Take the data below. Output it exactly from its first line through the line containing "use tracing::debug;".

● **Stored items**
=== Begin Enclosure ===
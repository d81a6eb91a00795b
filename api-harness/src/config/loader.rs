use crate::config::types::HarnessConfig;
use crate::config::validator::ConfigValidatorImpl;
use crate::error::{HarnessError, Result};
use std::path::Path;
use tracing::debug;

/// Default configuration file name, looked up in the working directory
pub const DEFAULT_CONFIG_FILE: &str = "harness.toml";

/// Configuration loader trait
pub trait ConfigLoader {
    fn load_from_file<P: AsRef<Path>>(path: P) -> Result<HarnessConfig>;
    fn load_with_validation<P: AsRef<Path>>(path: P) -> Result<HarnessConfig>;
}

/// Default configuration loader implementation
pub struct DefaultConfigLoader;

impl ConfigLoader for DefaultConfigLoader {
    /// Load configuration from a harness.toml file
    fn load_from_file<P: AsRef<Path>>(path: P) -> Result<HarnessConfig> {
        let content = std::fs::read_to_string(&path).map_err(|_| HarnessError::ConfigNotFound {
            path: path.as_ref().to_path_buf(),
        })?;

        let config: HarnessConfig = toml::from_str(&content)?;
        Ok(config)
    }

    /// Load and validate, naming the file in any error
    fn load_with_validation<P: AsRef<Path>>(path: P) -> Result<HarnessConfig> {
        let path_ref = path.as_ref();

        if !path_ref.exists() {
            return Err(HarnessError::ConfigNotFound {
                path: path_ref.to_path_buf(),
            });
        }

        let content = std::fs::read_to_string(path_ref)?;
        let config: HarnessConfig = toml::from_str(&content).map_err(|e| {
            HarnessError::invalid_config(format!(
                "Failed to parse TOML in {}: {}",
                path_ref.display(),
                e
            ))
        })?;

        ConfigValidatorImpl.validate_with_context(&config, path_ref)?;
        debug!(path = %path_ref.display(), "Configuration loaded");
        Ok(config)
    }
}

impl HarnessConfig {
    /// Create a new config builder
    pub fn builder() -> crate::config::builder::HarnessConfigBuilder {
        crate::config::builder::HarnessConfigBuilder::new()
    }

    pub fn load_from_file<P: AsRef<Path>>(path: P) -> Result<Self> {
        DefaultConfigLoader::load_from_file(path)
    }

    pub fn load_with_validation<P: AsRef<Path>>(path: P) -> Result<Self> {
        DefaultConfigLoader::load_with_validation(path)
    }

    /// Load `path` if it exists, otherwise fall back to the built-in defaults
    pub fn load_or_default<P: AsRef<Path>>(path: P) -> Result<Self> {
        if path.as_ref().exists() {
            Self::load_with_validation(path)
        } else {
            debug!(path = %path.as_ref().display(), "No configuration file, using defaults");
            Ok(Self::default())
        }
    }
}
use crate::error::HandlerError;
use futures::future::BoxFuture;
use serde::{Deserialize, Serialize, Serializer};
use serde_json::Value;
use std::fmt;
use std::future::Future;
use std::time::Duration;
use tokio::time::Instant;
use tracing::{info, warn};

/// A named `{setup, execute, verify, cleanup}` pipeline
///
/// `cleanup` runs whenever `setup` produced a context, whatever happened after.
pub trait Scenario: Send + Sync + 'static {
    type Context: Serialize + Send + Sync;
    type Output: Serialize + Send + Sync;

    fn setup(&self) -> impl Future<Output = Result<Self::Context, HandlerError>> + Send;

    fn execute(
        &self,
        context: &mut Self::Context,
    ) -> impl Future<Output = Result<Self::Output, HandlerError>> + Send;

    fn verify(
        &self,
        context: &Self::Context,
        output: &Self::Output,
    ) -> impl Future<Output = Result<(), HandlerError>> + Send;

    fn cleanup(
        &self,
        context: Self::Context,
    ) -> impl Future<Output = Result<(), HandlerError>> + Send {
        drop(context);
        async { Ok(()) }
    }
}

#[derive(Debug, Clone, Copy, PartialEq, Eq, Serialize, Deserialize)]
#[serde(rename_all = "SCREAMING_SNAKE_CASE")]
pub enum ScenarioPhase {
    Pending,
    Setup,
    Executing,
    Verifying,
    Success,
    Failed,
    Cleanup,
    Done,
}

impl fmt::Display for ScenarioPhase {
    fn fmt(&self, f: &mut fmt::Formatter<'_>) -> fmt::Result {
        let name = match self {
            ScenarioPhase::Pending => "PENDING",
            ScenarioPhase::Setup => "SETUP",
            ScenarioPhase::Executing => "EXECUTING",
            ScenarioPhase::Verifying => "VERIFYING",
            ScenarioPhase::Success => "SUCCESS",
            ScenarioPhase::Failed => "FAILED",
            ScenarioPhase::Cleanup => "CLEANUP",
            ScenarioPhase::Done => "DONE",
        };
        f.write_str(name)
    }
}

fn serialize_millis<S: Serializer>(duration: &Duration, serializer: S) -> Result<S::Ok, S::Error> {
    serializer.serialize_u64(duration.as_millis() as u64)
}

/// Outcome of one scenario run
#[derive(Debug, Clone, PartialEq, Serialize)]
#[serde(rename_all = "camelCase")]
pub struct ScenarioRunResult {
    pub name: String,
    pub success: bool,
    #[serde(skip_serializing_if = "Option::is_none")]
    pub result: Option<Value>,
    #[serde(skip_serializing_if = "Option::is_none")]
    pub error: Option<String>,
    /// Setup through verify; cleanup is not counted
    #[serde(rename = "durationMs", serialize_with = "serialize_millis")]
    pub duration: Duration,
    /// Present whenever setup completed
    #[serde(skip_serializing_if = "Option::is_none")]
    pub context: Option<Value>,
    #[serde(skip_serializing_if = "Option::is_none")]
    pub failed_phase: Option<ScenarioPhase>,
}

/// Object-safe view of a [`Scenario`] so runners can store mixed types
pub(crate) trait ErasedScenario: Send + Sync {
    fn run<'a>(
        &'a self,
        name: &'a str,
        step_timeout: Option<Duration>,
    ) -> BoxFuture<'a, ScenarioRunResult>;
}

impl<S: Scenario> ErasedScenario for S {
    fn run<'a>(
        &'a self,
        name: &'a str,
        step_timeout: Option<Duration>,
    ) -> BoxFuture<'a, ScenarioRunResult> {
        Box::pin(run_pipeline(self, name, step_timeout))
    }
}

/// Await one step under the optional deadline, flattening errors to text
async fn step<T, F>(phase: ScenarioPhase, limit: Option<Duration>, future: F) -> Result<T, String>
where
    F: Future<Output = Result<T, HandlerError>>,
{
    let outcome = match limit {
        Some(limit) => match tokio::time::timeout(limit, future).await {
            Ok(outcome) => outcome,
            Err(_) => return Err(format!("{} timed out after {:?}", phase, limit)),
        },
        None => future.await,
    };
    outcome.map_err(|e| e.to_string())
}

fn snapshot<T: Serialize>(name: &str, what: &str, value: &T) -> Option<Value> {
    match serde_json::to_value(value) {
        Ok(value) => Some(value),
        Err(e) => {
            warn!(scenario = name, error = %e, "Could not serialize scenario {}", what);
            None
        }
    }
}

async fn run_pipeline<S: Scenario>(
    scenario: &S,
    name: &str,
    step_timeout: Option<Duration>,
) -> ScenarioRunResult {
    let start = Instant::now();
    info!(scenario = name, phase = %ScenarioPhase::Setup, "Scenario started");

    let mut context = match step(ScenarioPhase::Setup, step_timeout, scenario.setup()).await {
        Ok(context) => context,
        Err(error) => {
            warn!(scenario = name, phase = %ScenarioPhase::Failed, %error, "Setup failed");
            return ScenarioRunResult {
                name: name.to_string(),
                success: false,
                result: None,
                error: Some(error),
                duration: start.elapsed(),
                context: None,
                failed_phase: Some(ScenarioPhase::Setup),
            };
        }
    };

    info!(scenario = name, phase = %ScenarioPhase::Executing);
    let outcome = match step(
        ScenarioPhase::Executing,
        step_timeout,
        scenario.execute(&mut context),
    )
    .await
    {
        Ok(output) => {
            info!(scenario = name, phase = %ScenarioPhase::Verifying);
            match step(
                ScenarioPhase::Verifying,
                step_timeout,
                scenario.verify(&context, &output),
            )
            .await
            {
                Ok(()) => Ok(output),
                Err(error) => Err((ScenarioPhase::Verifying, error)),
            }
        }
        Err(error) => Err((ScenarioPhase::Executing, error)),
    };
    let duration = start.elapsed();

    let context_snapshot = snapshot(name, "context", &context);
    let mut result = ScenarioRunResult {
        name: name.to_string(),
        success: false,
        result: None,
        error: None,
        duration,
        context: context_snapshot,
        failed_phase: None,
    };
    match outcome {
        Ok(output) => {
            info!(scenario = name, phase = %ScenarioPhase::Success, ?duration);
            result.success = true;
            result.result = snapshot(name, "output", &output);
        }
        Err((phase, error)) => {
            warn!(scenario = name, phase = %ScenarioPhase::Failed, failed_in = %phase, %error);
            result.error = Some(error);
            result.failed_phase = Some(phase);
        }
    }

    info!(scenario = name, phase = %ScenarioPhase::Cleanup);
    if let Err(error) = step(ScenarioPhase::Cleanup, step_timeout, scenario.cleanup(context)).await {
        warn!(scenario = name, %error, "Cleanup failed; verdict unchanged");
    }
    info!(scenario = name, phase = %ScenarioPhase::Done, success = result.success);

    result
}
=== End Enclosure ===
● **TASK RESPONSE**
repository d81a6eb91a00795b
filename api-harness/src/config/loader.rs
use crate::config::types::HarnessConfig;
use crate::config::validator::ConfigValidatorImpl;
use crate::error::{HarnessError, Result};
use std::path::Path;
use tracing::debug;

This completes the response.